▶ TASK TO COMPLETE
Beneath this task are records; print exactly the stretch of them from the line with "pub fn new(ops: SharedFsOps, runtime: Handle)" through the line with "adapter never saw.", both ends included.

· · · · ·

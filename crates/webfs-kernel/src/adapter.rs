//! Blocking adapter from driver callbacks to async operations.
//!
//! The driver calls on its own worker threads and wants a status back before
//! the callback returns. Each callback here spawns the matching
//! [`AsyncFsOps`] call onto a tokio runtime and parks the calling thread on
//! the task's completion. Work for different handles runs on independent
//! tasks, so a slow peer only holds up the driver threads waiting on it.
//!
//! The adapter adds no timeout of its own; the async layer bounds its waits.

use std::future::Future;

use tokio::runtime::Handle;
use tracing::{debug, error, trace, warn};
use webfs_types::{
    AsyncFileInfo, DiskFreeSpace, FileAccess, FileAttributes, FileInformation, FileMode,
    FileOptions, FileShare, FsResult, NtStatus, OpId, VolumeInformation,
};

use crate::driver::{DriverFileInfo, DriverOps};
use crate::handles::HandleTable;
use crate::ops::SharedFsOps;

/// What the adapter remembers about a live handle.
#[derive(Debug, Clone)]
struct OpenHandle {
    path: String,
}

/// Implements [`DriverOps`] over any [`AsyncFsOps`](crate::AsyncFsOps).
pub struct BlockingAdapter {
    ops: SharedFsOps,
    runtime: Handle,
    handles: HandleTable<OpenHandle>,
}

impl BlockingAdapter {
    pub fn new(ops: SharedFsOps, runtime: Handle) -> Self {
        Self {
            ops,
            runtime,
            handles: HandleTable::new(),
        }
    }

    /// Number of handles between create and close.
    pub fn open_handles(&self) -> usize {
        self.handles.len()
    }

    /// Run `fut` on the runtime and block this thread until it finishes.
    ///
    /// A panicking or cancelled task becomes `Unsuccessful`.
    fn run<T, F>(&self, op: &'static str, fut: F) -> FsResult<T>
    where
        F: Future<Output = FsResult<T>> + Send + 'static,
        T: Send + 'static,
    {
        let task = self.runtime.spawn(fut);
        match futures::executor::block_on(task) {
            Ok(result) => {
                if let Err(status) = &result {
                    trace!(op, ?status, "operation failed");
                }
                result
            }
            Err(e) => {
                error!(op, "operation task failed: {e}");
                Err(NtStatus::Unsuccessful)
            }
        }
    }

    fn live_op_id(&self, info: &DriverFileInfo) -> Option<OpId> {
        info.context.filter(|id| self.handles.contains(*id))
    }

    fn async_info(op_id: OpId, info: &DriverFileInfo) -> AsyncFileInfo {
        AsyncFileInfo {
            op_id,
            is_directory: info.is_directory,
            delete_on_close: info.delete_on_close,
            write_to_end_of_file: info.write_to_end_of_file,
        }
    }

    /// Context for calls that tolerate a handle the adapter never saw.
    fn lenient(&self, info: &DriverFileInfo) -> AsyncFileInfo {
        let op_id = self.live_op_id(info).unwrap_or(OpId::DETACHED);
        Self::async_info(op_id, info)
    }

    /// Context for calls that need an open handle.
    fn strict(&self, op: &'static str, path: &str, info: &DriverFileInfo) -> FsResult<AsyncFileInfo> {
        match self.live_op_id(info) {
            Some(op_id) => Ok(Self::async_info(op_id, info)),
            None => {
                warn!(op, path, context = ?info.context, "no open handle for call");
                Err(NtStatus::Unsuccessful)
            }
        }
    }

    fn release(&self, info: &mut DriverFileInfo) {
        let Some(op_id) = info.context.take() else {
            return;
        };
        if let Some(handle) = self.handles.remove(op_id) {
            trace!(%op_id, path = %handle.path, "handle released");
        }
    }
}

impl DriverOps for BlockingAdapter {
    fn create_file(
        &self,
        path: &str,
        access: FileAccess,
        share: FileShare,
        mode: FileMode,
        options: FileOptions,
        attributes: FileAttributes,
        info: &mut DriverFileInfo,
    ) -> FsResult<()> {
        let op_id = match self.live_op_id(info) {
            Some(id) => id,
            None => {
                let id = self.handles.insert(OpenHandle {
                    path: path.to_string(),
                });
                info.context = Some(id);
                id
            }
        };
        let ainfo = Self::async_info(op_id, info);
        let ops = self.ops.clone();
        let owned = path.to_string();
        let result = self.run("create_file", async move {
            ops.create_file(&owned, access, share, mode, options, attributes, &ainfo)
                .await
        });
        match result {
            Ok(reply) => {
                info.is_directory = reply.is_directory;
                debug!(%op_id, path, is_directory = reply.is_directory, "opened");
                Ok(())
            }
            Err(status) => {
                // The driver sends no cleanup or close after a failed create.
                self.release(info);
                Err(status)
            }
        }
    }

    fn cleanup(&self, path: &str, info: &mut DriverFileInfo) {
        let Some(op_id) = self.live_op_id(info) else {
            debug!(path, "cleanup without open handle");
            return;
        };
        let ainfo = Self::async_info(op_id, info);
        let ops = self.ops.clone();
        let owned = path.to_string();
        if let Err(status) = self.run("cleanup", async move { ops.cleanup(&owned, &ainfo).await }) {
            warn!(%op_id, path, ?status, "cleanup failed");
        }
    }

    fn close_file(&self, path: &str, info: &mut DriverFileInfo) {
        let Some(op_id) = self.live_op_id(info) else {
            debug!(path, "close without open handle");
            info.context = None;
            return;
        };
        let ainfo = Self::async_info(op_id, info);
        let ops = self.ops.clone();
        let owned = path.to_string();
        if let Err(status) = self.run("close_file", async move { ops.close_file(&owned, &ainfo).await }) {
            warn!(%op_id, path, ?status, "close failed");
        }
        self.release(info);
    }

    fn read_file(
        &self,
        path: &str,
        buffer: &mut [u8],
        offset: u64,
        info: &mut DriverFileInfo,
    ) -> FsResult<usize> {
        let ainfo = self.strict("read_file", path, info)?;
        let ops = self.ops.clone();
        let owned = path.to_string();
        let max_count = u32::try_from(buffer.len()).unwrap_or(u32::MAX);
        let data = self.run("read_file", async move {
            ops.read_file(&owned, offset, max_count, &ainfo).await
        })?;
        let n = data.len().min(buffer.len());
        buffer[..n].copy_from_slice(&data[..n]);
        Ok(n)
    }

    fn write_file(
        &self,
        path: &str,
        buffer: &[u8],
        offset: u64,
        info: &mut DriverFileInfo,
    ) -> FsResult<u32> {
        let ainfo = self.strict("write_file", path, info)?;
        let ops = self.ops.clone();
        let owned = path.to_string();
        let data = buffer.to_vec();
        self.run("write_file", async move {
            ops.write_file(&owned, &data, offset, &ainfo).await
        })
    }

    fn flush_file_buffers(&self, path: &str, info: &mut DriverFileInfo) -> FsResult<()> {
        let ainfo = self.lenient(info);
        let ops = self.ops.clone();
        let owned = path.to_string();
        self.run("flush_file_buffers", async move {
            ops.flush_file_buffers(&owned, &ainfo).await
        })
    }

    fn get_file_information(
        &self,
        path: &str,
        info: &mut DriverFileInfo,
    ) -> FsResult<FileInformation> {
        let ainfo = self.lenient(info);
        let ops = self.ops.clone();
        let owned = path.to_string();
        self.run("get_file_information", async move {
            ops.get_file_information(&owned, &ainfo).await
        })
    }

    fn find_files(&self, path: &str, info: &mut DriverFileInfo) -> FsResult<Vec<FileInformation>> {
        let ainfo = self.lenient(info);
        let ops = self.ops.clone();
        let owned = path.to_string();
        self.run("find_files", async move { ops.find_files(&owned, &ainfo).await })
    }

    fn find_files_with_pattern(
        &self,
        path: &str,
        pattern: &str,
        info: &mut DriverFileInfo,
    ) -> FsResult<Vec<FileInformation>> {
        let ainfo = self.lenient(info);
        let ops = self.ops.clone();
        let owned = path.to_string();
        let pattern = pattern.to_string();
        self.run("find_files_with_pattern", async move {
            ops.find_files_with_pattern(&owned, &pattern, &ainfo).await
        })
    }

    fn set_file_attributes(
        &self,
        path: &str,
        attributes: FileAttributes,
        info: &mut DriverFileInfo,
    ) -> FsResult<()> {
        let ainfo = self.lenient(info);
        let ops = self.ops.clone();
        let owned = path.to_string();
        self.run("set_file_attributes", async move {
            ops.set_file_attributes(&owned, attributes, &ainfo).await
        })
    }

    fn set_file_time(
        &self,
        path: &str,
        creation: Option<std::time::SystemTime>,
        last_access: Option<std::time::SystemTime>,
        last_write: Option<std::time::SystemTime>,
        info: &mut DriverFileInfo,
    ) -> FsResult<()> {
        let ainfo = self.lenient(info);
        let ops = self.ops.clone();
        let owned = path.to_string();
        self.run("set_file_time", async move {
            ops.set_file_time(&owned, creation, last_access, last_write, &ainfo)
                .await
        })
    }

    fn delete_file(&self, path: &str, info: &mut DriverFileInfo) -> FsResult<()> {
        let ainfo = self.lenient(info);
        let ops = self.ops.clone();
        let owned = path.to_string();
        self.run("delete_file", async move { ops.delete_file(&owned, &ainfo).await })
    }

    fn delete_directory(&self, path: &str, info: &mut DriverFileInfo) -> FsResult<()> {
        let ainfo = self.lenient(info);
        let ops = self.ops.clone();
        let owned = path.to_string();
        self.run("delete_directory", async move {
            ops.delete_directory(&owned, &ainfo).await
        })
    }

    fn move_file(
        &self,
        old_path: &str,
        new_path: &str,
        replace: bool,
        info: &mut DriverFileInfo,
    ) -> FsResult<()> {
        let ainfo = self.lenient(info);
        let ops = self.ops.clone();
        let from = old_path.to_string();
        let to = new_path.to_string();
        self.run("move_file", async move {
            ops.move_file(&from, &to, replace, &ainfo).await
        })
    }

    fn set_end_of_file(&self, path: &str, length: u64, info: &mut DriverFileInfo) -> FsResult<()> {
        let ainfo = self.lenient(info);
        let ops = self.ops.clone();
        let owned = path.to_string();
        self.run("set_end_of_file", async move {
            ops.set_end_of_file(&owned, length, &ainfo).await
        })
    }

    fn set_allocation_size(
        &self,
        path: &str,
        length: u64,
        info: &mut DriverFileInfo,
    ) -> FsResult<()> {
        let ainfo = self.lenient(info);
        let ops = self.ops.clone();
        let owned = path.to_string();
        self.run("set_allocation_size", async move {
            ops.set_allocation_size(&owned, length, &ainfo).await
        })
    }

    fn lock_file(
        &self,
        path: &str,
        offset: u64,
        length: u64,
        info: &mut DriverFileInfo,
    ) -> FsResult<()> {
        let ainfo = self.lenient(info);
        let ops = self.ops.clone();
        let owned = path.to_string();
        self.run("lock_file", async move {
            ops.lock_file(&owned, offset, length, &ainfo).await
        })
    }

    fn unlock_file(
        &self,
        path: &str,
        offset: u64,
        length: u64,
        info: &mut DriverFileInfo,
    ) -> FsResult<()> {
        let ainfo = self.lenient(info);
        let ops = self.ops.clone();
        let owned = path.to_string();
        self.run("unlock_file", async move {
            ops.unlock_file(&owned, offset, length, &ainfo).await
        })
    }

    fn get_disk_free_space(&self, info: &mut DriverFileInfo) -> FsResult<DiskFreeSpace> {
        let ainfo = Self::async_info(OpId::DETACHED, info);
        let ops = self.ops.clone();
        self.run("get_disk_free_space", async move {
            ops.get_disk_free_space(&ainfo).await
        })
    }

    fn get_volume_information(&self, info: &mut DriverFileInfo) -> FsResult<VolumeInformation> {
        let ainfo = Self::async_info(OpId::DETACHED, info);
        let ops = self.ops.clone();
        self.run("get_volume_information", async move {
            ops.get_volume_information(&ainfo).await
        })
    }

    fn get_file_security(&self, _path: &str, _info: &mut DriverFileInfo) -> FsResult<Vec<u8>> {
        Err(NtStatus::NotImplemented)
    }

    fn set_file_security(
        &self,
        _path: &str,
        _descriptor: &[u8],
        _info: &mut DriverFileInfo,
    ) -> FsResult<()> {
        Err(NtStatus::NotImplemented)
    }

    fn find_streams(
        &self,
        _path: &str,
        _info: &mut DriverFileInfo,
    ) -> FsResult<Vec<FileInformation>> {
        Err(NtStatus::NotImplemented)
    }

    fn mounted(&self, mount_point: &str, info: &mut DriverFileInfo) -> FsResult<()> {
        let ainfo = Self::async_info(OpId::DETACHED, info);
        let ops = self.ops.clone();
        let owned = mount_point.to_string();
        self.run("mounted", async move { ops.mounted(&owned, &ainfo).await })
    }

    fn unmounted(&self, info: &mut DriverFileInfo) -> FsResult<()> {
        let ainfo = Self::async_info(OpId::DETACHED, info);
        let ops = self.ops.clone();
        self.run("unmounted", async move { ops.unmounted(&ainfo).await })
    }
}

· · · · ·

▶ WRITTEN SOLUTION
    pub fn new(ops: SharedFsOps, runtime: Handle) -> Self {
        Self {
            ops,
            runtime,
            handles: HandleTable::new(),
        }
    }

    /// Number of handles between create and close.
    pub fn open_handles(&self) -> usize {
        self.handles.len()
    }

    /// Run `fut` on the runtime and block this thread until it finishes.
    ///
    /// A panicking or cancelled task becomes `Unsuccessful`.
    fn run<T, F>(&self, op: &'static str, fut: F) -> FsResult<T>
    where
        F: Future<Output = FsResult<T>> + Send + 'static,
        T: Send + 'static,
    {
        let task = self.runtime.spawn(fut);
        match futures::executor::block_on(task) {
            Ok(result) => {
                if let Err(status) = &result {
                    trace!(op, ?status, "operation failed");
                }
                result
            }
            Err(e) => {
                error!(op, "operation task failed: {e}");
                Err(NtStatus::Unsuccessful)
            }
        }
    }

    fn live_op_id(&self, info: &DriverFileInfo) -> Option<OpId> {
        info.context.filter(|id| self.handles.contains(*id))
    }

    fn async_info(op_id: OpId, info: &DriverFileInfo) -> AsyncFileInfo {
        AsyncFileInfo {
            op_id,
            is_directory: info.is_directory,
            delete_on_close: info.delete_on_close,
            write_to_end_of_file: info.write_to_end_of_file,
        }
    }

    /// Context for calls that tolerate a handle the adapter never saw.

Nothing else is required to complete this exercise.